Si al lector le resulta difícil o imposible asimilar lo anterior, no lo culpo. Sin embargo, esa es básicamente la concepción en que se basa la geopolítica de Dugin. Algunos autores académicos la denominan “metapolítica”, pues es una política que se erige sobre cimientos metafísicos.

La visión de Fukuyama es menos especulativa y preocupada que la de Dugin. Fukuyama ve con buenos ojos la globalización del capitalismo y las democracias modernas y liberales, hacia la cual – según él– nos dirige la historia mundial, casi inevitablemente. El viejo contendiente que tenía el liberalismo en su camino hacia el “fin de la historia” -–el socialismo marxista – ya feneció y no retornará. Toda la historia mundial, desde principios de la modernidad hasta nuestros días indica que nos dirigimos hacia “Dinamarca”, esto es, hacia sociedades prósperas, pacíficas, igualitarias, eficientes y sin corrupción gubernamental.

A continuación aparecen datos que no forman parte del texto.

//! Configuration loading and discovery for `frontpipe.toml`
//!
//! Provides functions to find, load, and merge configuration.

use super::schema::PipelineConfig;
use std::env;
use std::fs;
use std::path::{Path, PathBuf};
use thiserror::Error;

/// Name of the configuration file searched for.
pub const CONFIG_FILE: &str = "frontpipe.toml";

/// Configuration loading error
#[derive(Debug, Error)]
#[non_exhaustive]
pub enum ConfigError {
    /// File I/O error
    #[error("Failed to read config: {0}")]
    Io(#[from] std::io::Error),
    /// TOML parsing error
    #[error("Failed to parse frontpipe.toml: {0}")]
    Parse(#[from] toml::de::Error),
    /// Validation error
    #[error("Config validation failed:\n{}", .0.iter().map(|e| format!("  - {}", e)).collect::<Vec<_>>().join("\n"))]
    Validation(Vec<String>),
}

/// CLI arguments that can override config values
#[derive(Debug, Default, Clone)]
pub struct CliOverrides {
    /// Fail on recovered transform errors
    pub strict: Option<bool>,
    /// Number of concurrent tasks
    pub jobs: Option<usize>,
    /// Dev server port
    pub port: Option<u16>,
}

/// Find `frontpipe.toml` by walking up from the current working directory.
pub fn find_config() -> Option<PathBuf> {
    env::current_dir().ok().and_then(find_config_from)
}

/// Find `frontpipe.toml` by walking up from a specific directory.
pub fn find_config_from(start: PathBuf) -> Option<PathBuf> {
    let mut current = start;

    loop {
        let config_path = current.join(CONFIG_FILE);
        if config_path.exists() {
            return Some(config_path);
        }

        if !current.pop() {
            return None;
        }
    }
}

/// Load configuration.
///
/// If a path is provided, loads from that file. Otherwise, uses `find_config()`
/// to locate the config file. If no config file is found, returns the built-in
/// options table.
pub fn load_config(path: Option<&Path>) -> Result<PipelineConfig, ConfigError> {
    let config_path = match path {
        Some(p) => Some(p.to_path_buf()),
        None => find_config(),
    };

    match config_path {
        Some(p) => load_config_file(&p),
        None => Ok(default_config()),
    }
}

/// Load configuration from a specific file path.
fn load_config_file(path: &Path) -> Result<PipelineConfig, ConfigError> {
    let contents = fs::read_to_string(path)?;
    let config: PipelineConfig = toml::from_str(&contents)?;

    let errors = config.validate();
    if !errors.is_empty() {
        return Err(ConfigError::Validation(errors.into_iter().map(|e| e.to_string()).collect()));
    }

    Ok(config)
}

/// Built-in configuration, used when no `frontpipe.toml` is found.
///
/// The project name is taken from the current directory name.
pub fn default_config() -> PipelineConfig {
    let mut config = PipelineConfig::default();
    if let Some(name) =
        env::current_dir().ok().and_then(|p| p.file_name().map(|n| n.to_string_lossy().into_owned()))
    {
        config.project.name = name;
    }
    config
}

/// Merge CLI overrides into a configuration.
///
/// CLI arguments take precedence over config file values.
pub fn merge_cli_overrides(config: &mut PipelineConfig, overrides: &CliOverrides) {
    if let Some(strict) = overrides.strict {
        config.build.strict = strict;
    }

    if let Some(jobs) = overrides.jobs {
        config.build.jobs = jobs.max(1);
    }

    if let Some(port) = overrides.port {
        config.server.port = port;
    }
}

/// Get the project root directory from a config file path.
pub fn project_root(config_path: &Path) -> Option<&Path> {
    config_path.parent()
}

/// Resolve a path relative to the project root.
///
/// If the path is absolute, returns it unchanged.
/// If relative, joins it with the project root.
pub fn resolve_path(project_root: &Path, path: &Path) -> PathBuf {
    if path.is_absolute() {
        path.to_path_buf()
    } else {
        project_root.join(path)
    }
}

#[cfg(test)]
mod tests {
    use super::*;
    use std::fs::File;
    use std::io::Write;
    use tempfile::TempDir;

    #[test]
    fn test_find_config_in_current_dir() {
        let temp = TempDir::new().expect("should create temp dir");
        let config_path = temp.path().join(CONFIG_FILE);
        File::create(&config_path)
            .expect("should create config file")
            .write_all(b"[project]\nname = \"test\"")
            .expect("should write config content");

        let found = find_config_from(temp.path().to_path_buf());
        assert_eq!(found, Some(config_path));
    }

    #[test]
    fn test_find_config_in_parent_dir() {
        let temp = TempDir::new().expect("should create temp dir");
        let config_path = temp.path().join(CONFIG_FILE);
        File::create(&config_path)
            .expect("should create config file")
            .write_all(b"[project]\nname = \"test\"")
            .expect("should write config content");

        let subdir = temp.path().join("app").join("styles");
        fs::create_dir_all(&subdir).expect("should create subdirectories");

        let found = find_config_from(subdir);
        assert_eq!(found, Some(config_path));
    }

    #[test]
    fn test_find_config_not_found() {
        let temp = TempDir::new().expect("should create temp dir");
        let found = find_config_from(temp.path().to_path_buf());
        assert_eq!(found, None);
    }

    #[test]
    fn test_load_config_from_file() {
        let temp = TempDir::new().expect("should create temp dir");
        let config_path = temp.path().join(CONFIG_FILE);
        File::create(&config_path)
            .expect("should create config file")
            .write_all(
                br#"
[project]
name = "landing"
out = "dist"

[styles]
browsers = ["safari 10"]

[server]
port = 8080
"#,
            )
            .expect("should write config content");

        let config = load_config(Some(&config_path)).expect("should load valid config");
        assert_eq!(config.project.name, "landing");
        assert_eq!(config.project.out, PathBuf::from("dist"));
        assert_eq!(config.styles.browsers, vec!["safari 10".to_string()]);
        assert_eq!(config.server.port, 8080);
    }

    #[test]
    fn test_load_config_missing_file_errors() {
        let temp = TempDir::new().expect("should create temp dir");
        let config_path = temp.path().join("nonexistent.toml");

        let result = load_config(Some(&config_path));
        assert!(matches!(result, Err(ConfigError::Io(_))));
    }

    #[test]
    fn test_load_config_invalid_toml() {
        let temp = TempDir::new().expect("should create temp dir");
        let config_path = temp.path().join(CONFIG_FILE);
        File::create(&config_path)
            .expect("should create config file")
            .write_all(b"this is not valid toml {{{")
            .expect("should write invalid config");

        let result = load_config(Some(&config_path));
        assert!(matches!(result, Err(ConfigError::Parse(_))));
    }

    #[test]
    fn test_load_config_validation_error() {
        let temp = TempDir::new().expect("should create temp dir");
        let config_path = temp.path().join(CONFIG_FILE);
        File::create(&config_path)
            .expect("should create config file")
            .write_all(
                br#"
[project]
name = ""

[server]
port = 0
"#,
            )
            .expect("should write invalid config");

        let result = load_config(Some(&config_path));
        match result {
            Err(ConfigError::Validation(errors)) => assert_eq!(errors.len(), 2),
            other => panic!("expected validation error, got {:?}", other),
        }
    }

    #[test]
    fn test_merge_cli_overrides() {
        let mut config = default_config();
        assert!(!config.build.strict);

        let overrides =
            CliOverrides { strict: Some(true), jobs: Some(0), port: Some(4000) };
        merge_cli_overrides(&mut config, &overrides);

        assert!(config.build.strict);
        assert_eq!(config.build.jobs, 1);
        assert_eq!(config.server.port, 4000);
    }

    #[test]
    fn test_merge_cli_overrides_empty_keeps_values() {
        let mut config = default_config();
        let port = config.server.port;
        merge_cli_overrides(&mut config, &CliOverrides::default());
        assert_eq!(config.server.port, port);
    }

    #[test]
    fn test_resolve_path_absolute() {
        let root = Path::new("/project");
        let absolute = Path::new("/other/path");
        assert_eq!(resolve_path(root, absolute), PathBuf::from("/other/path"));
    }

    #[test]
    fn test_resolve_path_relative() {
        let root = Path::new("/project");
        let relative = Path::new("app/styles");
        assert_eq!(resolve_path(root, relative), PathBuf::from("/project/app/styles"));
    }

    #[test]
    fn test_project_root() {
        let config_path = Path::new("/project/frontpipe.toml");
        assert_eq!(project_root(config_path), Some(Path::new("/project")));
    }
}
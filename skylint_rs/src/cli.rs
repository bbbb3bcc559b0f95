//! Entrypoint glue: load the inputs, run the parallel pass and the trace
//! search, print the diagnostics.
//!
//! Diagnostics are a plain-line contract on stdout:
//!
//! ```text
//! BUG: unconstrained MAV frame used in: <function>
//! BUG: f1 -> f2 -> f3
//! Inconsistent store: f1 -> f2
//! ```
//!
//! Progress and informational output goes to stderr.

use std::collections::BTreeSet;

use anyhow::Context;

use crate::analyzer::driver::run_analysis;
use crate::analyzer::trace::{TraceReport, TraceSearch, render_trace};
use crate::args::Args;
use crate::ast::clang_json::ClangJsonProvider;
use crate::compiledb::CompilationDatabase;
use crate::prior::{load_prior, prior_types};
use crate::protocol::ProtocolSpec;

pub fn entrypoint(args: Args) -> anyhow::Result<()> {
    init_tracing(args.verbose);

    let spec = ProtocolSpec::load(&args.mavlink_definitions)
        .context("cannot load MAVLink definitions")?;
    tracing::info!(
        messages = spec.type_to_field_units.len(),
        units = spec.num_units,
        "loaded protocol definitions"
    );

    let entries = load_prior(&args.prior_types).context("cannot load prior types")?;
    let prior = prior_types(&entries, &spec);
    let interesting_writes: BTreeSet<String> =
        entries.iter().map(|e| e.variable_name.clone()).collect();

    let database = CompilationDatabase::from_directory(&args.compilation_database)
        .context("cannot load compilation database")?;
    tracing::info!(units = database.len(), "loaded compilation database");

    let provider = ClangJsonProvider::new();
    let indices = run_analysis(&database, &spec, &interesting_writes, &provider);

    for function in &indices.unconstrained {
        println!("BUG: unconstrained MAV frame used in: {function}");
    }

    let report = TraceSearch::new(&indices, &prior, spec.num_units).run();
    print_report(&report);

    tracing::info!(
        unconstrained = indices.unconstrained.len(),
        bug_traces = report.bug_traces.len(),
        inconsistent = report.inconsistent_traces.len(),
        "analysis complete"
    );
    Ok(())
}

fn print_report(report: &TraceReport) {
    for trace in &report.bug_traces {
        println!("BUG: {}", render_trace(trace));
    }
    for trace in &report.inconsistent_traces {
        println!("Inconsistent store: {}", render_trace(trace));
    }
}

fn init_tracing(verbose: bool) {
    let level = if verbose {
        tracing::Level::INFO
    } else {
        tracing::Level::WARN
    };
    let _ = tracing_subscriber::fmt()
        .with_max_level(level)
        .with_target(false)
        .with_writer(std::io::stderr)
        .try_init();
}
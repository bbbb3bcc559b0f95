//! SI dimensions for physical units.
//!
//! A [`Dimension`] is the SI form of a unit: seven base-unit exponents plus a
//! rational scalar kept in lowest terms. `cm` is length^1 with scalar 1/100,
//! `m/s` is length^1 * time^-1 with scalar 1. Unit spellings that appear in
//! protocol definitions resolve through [`string_to_dimension`].

use std::collections::HashMap;
use std::ops::{Div, Mul};

use once_cell::sync::Lazy;

/// Number of SI base units: meter, kilogram, second, ampere, kelvin, mole, candela.
pub const NUM_BASE_UNITS: usize = 7;

/// SI representation of a unit: base-unit exponents and a rational scalar.
///
/// Invariant: `gcd(numerator, denominator) == 1` and `denominator > 0` after
/// construction and after any algebraic operation. Equality is structural.
#[derive(Debug, Clone, Copy, PartialEq, Eq, Hash)]
pub struct Dimension {
    pub exponents: [i32; NUM_BASE_UNITS],
    pub numerator: i64,
    pub denominator: i64,
}

impl Dimension {
    /// The multiplicative identity: no exponents, scalar 1.
    pub const DIMENSIONLESS: Dimension = Dimension {
        exponents: [0; NUM_BASE_UNITS],
        numerator: 1,
        denominator: 1,
    };

    /// Builds a dimension reduced to lowest terms with a positive denominator.
    pub fn new(exponents: [i32; NUM_BASE_UNITS], numerator: i64, denominator: i64) -> Dimension {
        Dimension {
            exponents,
            numerator,
            denominator,
        }
        .reduced()
    }

    /// Shorthand for a pure length dimension with the given scalar.
    pub fn length(numerator: i64, denominator: i64) -> Dimension {
        Dimension::new([1, 0, 0, 0, 0, 0, 0], numerator, denominator)
    }

    fn reduced(mut self) -> Dimension {
        debug_assert!(self.denominator != 0, "dimension scalar denominator is zero");
        if self.denominator < 0 {
            self.numerator = -self.numerator;
            self.denominator = -self.denominator;
        }
        let g = gcd(self.numerator.unsigned_abs(), self.denominator.unsigned_abs());
        if g > 1 {
            self.numerator /= g as i64;
            self.denominator /= g as i64;
        }
        self
    }
}

impl Mul for Dimension {
    type Output = Dimension;

    fn mul(self, rhs: Dimension) -> Dimension {
        let mut exponents = self.exponents;
        for (e, r) in exponents.iter_mut().zip(rhs.exponents) {
            *e += r;
        }
        Dimension::new(
            exponents,
            self.numerator * rhs.numerator,
            self.denominator * rhs.denominator,
        )
    }
}

impl Div for Dimension {
    type Output = Dimension;

    fn div(self, rhs: Dimension) -> Dimension {
        debug_assert!(rhs.numerator != 0, "dividing by a zero-scalar dimension");
        let mut exponents = self.exponents;
        for (e, r) in exponents.iter_mut().zip(rhs.exponents) {
            *e -= r;
        }
        Dimension::new(
            exponents,
            self.numerator * rhs.denominator,
            self.denominator * rhs.numerator,
        )
    }
}

fn gcd(a: u64, b: u64) -> u64 {
    if a == 0 || b == 0 {
        return a.max(b);
    }
    let (mut greatest, mut smallest) = (a.max(b), a.min(b));
    while smallest != 0 {
        let remainder = greatest % smallest;
        greatest = smallest;
        smallest = remainder;
    }
    greatest
}

const LENGTH: [i32; NUM_BASE_UNITS] = [1, 0, 0, 0, 0, 0, 0];
const TIME: [i32; NUM_BASE_UNITS] = [0, 0, 1, 0, 0, 0, 0];
const VELOCITY: [i32; NUM_BASE_UNITS] = [1, 0, -1, 0, 0, 0, 0];
const ACCELERATION: [i32; NUM_BASE_UNITS] = [1, 0, -2, 0, 0, 0, 0];
const FREQUENCY: [i32; NUM_BASE_UNITS] = [0, 0, -1, 0, 0, 0, 0];

/// Known unit spellings, as they appear in MAVLink message definitions and in
/// prior files, mapped to their reduced SI form.
static UNIT_NAME_TO_DIMENSION: Lazy<HashMap<&'static str, Dimension>> = Lazy::new(|| {
    let table: &[(&str, [i32; NUM_BASE_UNITS], i64, i64)] = &[
        ("m", LENGTH, 1, 1),
        ("meter", LENGTH, 1, 1),
        ("meters", LENGTH, 1, 1),
        ("cm", LENGTH, 1, 100),
        ("centimeter", LENGTH, 1, 100),
        ("centimeters", LENGTH, 1, 100),
        ("mm", LENGTH, 1, 1000),
        ("km", LENGTH, 1000, 1),
        ("m/s", VELOCITY, 1, 1),
        ("cm/s", VELOCITY, 1, 100),
        ("mm/s", VELOCITY, 1, 1000),
        ("m/s/s", ACCELERATION, 1, 1),
        ("s", TIME, 1, 1),
        ("ds", TIME, 1, 10),
        ("cs", TIME, 1, 100),
        ("ms", TIME, 1, 1000),
        ("us", TIME, 1, 1_000_000),
        ("Hz", FREQUENCY, 1, 1),
    ];
    table
        .iter()
        .map(|&(name, exponents, num, den)| (name, Dimension::new(exponents, num, den)))
        .collect()
});

/// Tries to convert a unit spelling into its SI dimension.
pub fn string_to_dimension(spelling: &str) -> Option<Dimension> {
    UNIT_NAME_TO_DIMENSION.get(spelling).copied()
}
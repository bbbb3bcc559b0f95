//! The analysis core: per-function abstract interpretation over translation
//! units, shared indices, and the interprocedural trace search.

pub mod driver;
pub mod scope;
pub mod trace;
pub mod walker;

use std::collections::{BTreeMap, BTreeSet, HashMap, HashSet};

use crate::types::FunctionSummary;

/// Shared indices built during the parallel pass and read by the trace
/// search. All mutation goes through one coarse mutex in the driver; walk
/// time dominates lock-hold time.
#[derive(Debug, Default)]
pub struct Indices {
    /// Per translation unit: function name to its summary.
    pub summaries_by_tu: Vec<BTreeMap<String, FunctionSummary>>,
    /// Function name to every translation unit defining it.
    pub name_to_tus: HashMap<String, BTreeSet<usize>>,
    /// Functions that declared a local or parameter of an intrinsically
    /// typed message struct. These seed the trace search.
    pub functions_with_intrinsic_vars: BTreeSet<String>,
    /// Stable symbol ids whose definitions have already been claimed; the
    /// first walker to claim an id owns its summary.
    pub seen_definitions: HashSet<String>,
    /// Functions flagged for using message fields without a frame check.
    pub unconstrained: BTreeSet<String>,
}

impl Indices {
    pub fn new(num_tus: usize) -> Indices {
        Indices {
            summaries_by_tu: (0..num_tus).map(|_| BTreeMap::new()).collect(),
            ..Indices::default()
        }
    }

    /// Every summary recorded for a function, across translation units, in
    /// translation-unit order.
    pub fn summaries_of(&self, name: &str) -> Vec<&FunctionSummary> {
        let Some(tus) = self.name_to_tus.get(name) else {
            return Vec::new();
        };
        tus.iter()
            .filter_map(|&tu| self.summaries_by_tu.get(tu).and_then(|m| m.get(name)))
            .collect()
    }
}
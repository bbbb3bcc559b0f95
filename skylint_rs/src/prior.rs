//! Prior-knowledge loading.
//!
//! A prior file is a JSON array of variables whose semantic types are known
//! up front (mined offline or written by hand):
//!
//! ```json
//! [{
//!   "VariableName": "alt_in_cm",
//!   "SemanticInfo": { "CoordinateFrames": ["MAV_FRAME_GLOBAL"], "Units": ["cm"] }
//! }]
//! ```
//!
//! Frame names resolve through [`FrameId::from_name`] (unknown names become
//! the `None` sentinel); unit spellings resolve through the protocol spec's
//! unit table (unknown spellings become [`crate::types::UNKNOWN_UNIT`]).
//! Priors never carry a dimension: they constrain frame and unit sets only.

use std::collections::BTreeMap;
use std::fs;
use std::path::Path;

use serde::Deserialize;

use crate::protocol::{ProtocolSpec, SpecError};
use crate::types::{FrameId, SemType, TypeSource};

#[derive(Debug, Clone, Deserialize)]
#[serde(rename_all = "PascalCase")]
pub struct VariableEntry {
    pub variable_name: String,
    pub semantic_info: SemanticInfo,
}

#[derive(Debug, Clone, Deserialize)]
#[serde(rename_all = "PascalCase")]
pub struct SemanticInfo {
    pub coordinate_frames: Vec<String>,
    pub units: Vec<String>,
}

/// Reads and parses a prior file. Malformed JSON is fatal.
pub fn load_prior(path: &Path) -> Result<Vec<VariableEntry>, SpecError> {
    let raw = fs::read_to_string(path).map_err(|source| SpecError::Io {
        path: path.to_path_buf(),
        source,
    })?;
    serde_json::from_str(&raw).map_err(|source| SpecError::PriorJson {
        path: path.to_path_buf(),
        source,
    })
}

/// Resolves prior entries into semantic types keyed by qualified variable
/// name.
pub fn prior_types(
    entries: &[VariableEntry],
    spec: &ProtocolSpec,
) -> BTreeMap<String, SemType> {
    let mut result = BTreeMap::new();
    for entry in entries {
        let mut ty = SemType::default();
        for frame_name in &entry.semantic_info.coordinate_frames {
            ty.frames.insert(FrameId::from_name(frame_name));
        }
        for unit_name in &entry.semantic_info.units {
            ty.units.insert(spec.unit_id(unit_name));
        }
        ty.sources.push(TypeSource::Intrinsic);
        result.insert(entry.variable_name.clone(), ty);
    }
    result
}
use std::process::ExitCode;

use clap::Parser;
use clap::error::ErrorKind;

use skylint::args::Args;
use skylint::cli;

fn main() -> ExitCode {
    let args = match Args::try_parse() {
        Ok(args) => args,
        Err(err) if matches!(err.kind(), ErrorKind::DisplayHelp | ErrorKind::DisplayVersion) => {
            let _ = err.print();
            return ExitCode::SUCCESS;
        }
        Err(err) => {
            let _ = err.print();
            return ExitCode::from(1);
        }
    };

    match cli::entrypoint(args) {
        Ok(()) => ExitCode::SUCCESS,
        Err(err) => {
            eprintln!("skylint: {err:#}");
            ExitCode::from(1)
        }
    }
}
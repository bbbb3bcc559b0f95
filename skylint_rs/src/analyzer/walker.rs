//! Per-function AST abstract interpretation.
//!
//! [`TuWalker`] descends a translation unit, maintaining the enclosing
//! namespace/class chain, and hands every function or method definition to a
//! fresh [`FunctionWalker`]. The function walker owns the scope stack, tracks
//! frame-check constraints, expands intrinsically typed message structs,
//! types assignments and call arguments, and commits a [`FunctionSummary`]
//! into the shared indices when the function had a body.
//!
//! Definitions are claimed through `seen_definitions` by stable symbol id:
//! the first walker to claim an id owns the summary, so a function defined in
//! a header produces one summary no matter how many translation units include
//! it.

use std::collections::{BTreeMap, BTreeSet, HashMap, HashSet};
use std::sync::Mutex;

use crate::analyzer::Indices;
use crate::analyzer::scope::Env;
use crate::ast::{Cursor, CursorKind, Linkage, Visit, visit_children};
use crate::protocol::ProtocolSpec;
use crate::types::{CallSite, FrameId, SemType, TypeSource, TypeSourceKind};

/// Walks one translation unit's declarations.
pub struct TuWalker<'a> {
    spec: &'a ProtocolSpec,
    interesting_writes: &'a BTreeSet<String>,
    indices: &'a Mutex<Indices>,
    tu_index: usize,
    context: Vec<String>,
}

Nuestros reales problemas en la actualidad son la desigualdad, la corrupción y el terrorismo; una vez se solucionen, llegaremos a la tierra de Jauja, porque a pesar de los reveses y las demoras, la racionalidad hegeliana inmanente a la historia se realizará, nos guste o no. Curiosamente, Fukuyama reconoce que Dinamarca es el resultado de casuales circunstancias y condiciones (históricas, culturales, geográficas, etc.), en extremo favorables, que seguramente nunca se darán en países como Haití o Eritrea. Es decir, Dinamarca como “fin de la historia” es en parte producto del azar y no totalmente resultado de la racionalidad del curso de la historia según Hegel.

Un punto central en la concepción de Fukuyama es que las democracias occidentales, modernas y liberales, se fundamentan en la idea de “tolerancia”, que puso fin a las guerras de religión que azotaron a Europa a partir de la reforma. “La esencia del liberalismo – el conjunto de libertades laicas (que incluyen las religiosas) – es la tolerancia”, afirma Fukuyama. Es por ello que la democracia liberal es verdaderamente universal, porque ninguna sociedad en el mundo puede subsistir funcionalmente (al menos por mucho tiempo) sin respeto a la diversidad. “La democracia liberal es una adaptación funcional que surge de la necesidad de lidiar con la multiculturalidad, pues no existe ninguna sociedad que sea totalmente homogénea”, señala el politólogo. A juicio de Fukuyama, este tipo de democracia es la mejor, pues su principal virtud es, precisamente, ser tolerante.

La filosofía política de Fukuyama también contiene un componente de metafísica y conservadurismo. Asume una antropología filosófica; para Fukuyama, existe una naturaleza humana, condicionada biológicamente, común y universal a todas las culturas. Esta impone límites a lo que el hombre desea o intenta realizar, individual o socialmente, sean estas estilos de vida o formas de gobierno.

Aquí pareciera que ambos, Dugin y Fukuyama, coinciden, pero no es tanto así. El conservadurismo de Dugin es “más metafísico”, “más duro”, “ultraconservador”, si se quiere. Fukuyama es un “neocon” (neoconservador) abierto a recular o modificar sus tesis, si los datos empíricos le muestran lo contrario. Así, por ejemplo, en temas controvertidos – como el de los grupos Lgbti o la ideología de género – se muestra más flexible que Dugin, quien se resiste a aceptar que en algún momento en la historia, tarde o temprano, las culturas que conforman el bloque euroasiático (Rusia, China, India y Europa oriental) o del islam aceptarán abiertamente las reivindicaciones de aquellos grupos.

Todo esto nos retrotrae a lo que actualmente enfrentamos en nuestra nación. El encontronazo de dos maneras de ver y ser en el mundo. ¿Quiénes se impondrán finalmente en nuestro suelo, los valores tradicionales de la religión o las libertades modernas de occidente? Y luego que una se imponga, ¿ habremos hecho con ella un mejor país? Como se dice popularmente, “amanecerá y veremos”.